EBITDA, at Rs18.23bn, is down 2% from CY09 levels due to an increase in
costs, from Rs2,746/t in CY09 to Rs2,770 in CY10. Net profit, at Rs12.6bn, is
up 4% due to lower tax.
Building in margin expansion: Cement prices have seen an increase since
January, but we expect unrelenting cost pressures due to an increase in rail
freight, higher thermal coal prices as well as the impact of higher transport
costs from the strike at the HP plant. We are building in a recovery to margin
at Rs813/t against the current-quarter margin of Rs611/t; however, risks
remain to the downside due to oversupply concerns.
Still we are 27% below consensus estimates for CY11: The cement
industry has been able to get slightly better margins by sacrificing volume.
Also, costs are seeing all-round inflation. We believe consensus is lagging
behind in building these in, and we are now 27% and 21% lower for CY11 and
CY12, respectively.
Capacity build to continue – but will lag industry growth rate: Ambuja is
adding 2mtpa of grinding capacity in CY11 and has also signed an agreement
with the Rajasthan government for installing a 2.2mtpa integrated cement
plant. However, we believe that unless Ambuja really picks up the pace, it will
lag the industry growth rate of 9–10%.
Earnings and target price revision
We are reducing our estimates by 10% and 4% for CY11 and CY12,
respectively.
Price catalyst
12-month price target: Rs115.00 based on a DCF methodology.
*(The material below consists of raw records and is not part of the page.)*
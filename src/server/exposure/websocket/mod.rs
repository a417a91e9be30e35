//! WebSocket exposure carrying the dispatch event stream
//!
//! # Architecture
//!
//! ```text
//! Client ──ws──▶ /ws?token=… ──▶ ws_handler() ──origin ok?──▶ handle_socket()
//!                                                                │
//!                                             Dispatcher::connect(conn_id, tx)
//!                                                                │
//!                      read loop ──decode──▶ Dispatcher::event ──▶ DispatchState
//!                                                                │
//!                      write loop ◀──────── per-connection mpsc ◀┘
//! ```
//!
//! See [`crate::core::events`] for the frame vocabulary.

mod handler;

use crate::server::host::ServerHost;
use anyhow::Result;
use axum::{Router, routing::get};
use std::sync::Arc;

/// WebSocket API exposure implementation
///
/// Consumes a `ServerHost` and produces an Axum router with a `/ws`
/// endpoint. Every accepted socket is attached to the host's dispatcher.
///
/// # Example
///
/// ```rust,ignore
/// let host = Arc::new(ServerBuilder::new().build_host()?);
///
/// let rest_router = RestExposure::build_router(host.clone(), vec![])?;
/// let ws_router = WebSocketExposure::build_router(host)?;
///
/// let app = rest_router.merge(ws_router);
/// ```
pub struct WebSocketExposure;

impl WebSocketExposure {
    /// Build the WebSocket router from a host
    pub fn build_router(host: Arc<ServerHost>) -> Result<Router> {
        let router = Router::new()
            .route("/ws", get(handler::ws_handler))
            .with_state(host);

        Ok(router)
    }
}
Catalyst: Earnings downgrades; lower-than-expected profit recovery.
Action and recommendation
Maintain Underperform: Ambuja is currently one of the most expensive
stocks in our coverage, trading at PERs of 19.5x and 17.5x on CY11 and
CY12E earnings estimates, respectively, and we do not believe it reflects the
no-earnings growth scenario we see over the next two years. In our view, the
only possible positive catalyst is merger with Associated Cements (ACC IN,
Rs985.85, Underperform, TP: Rs771.00), which also appears at least one
year away.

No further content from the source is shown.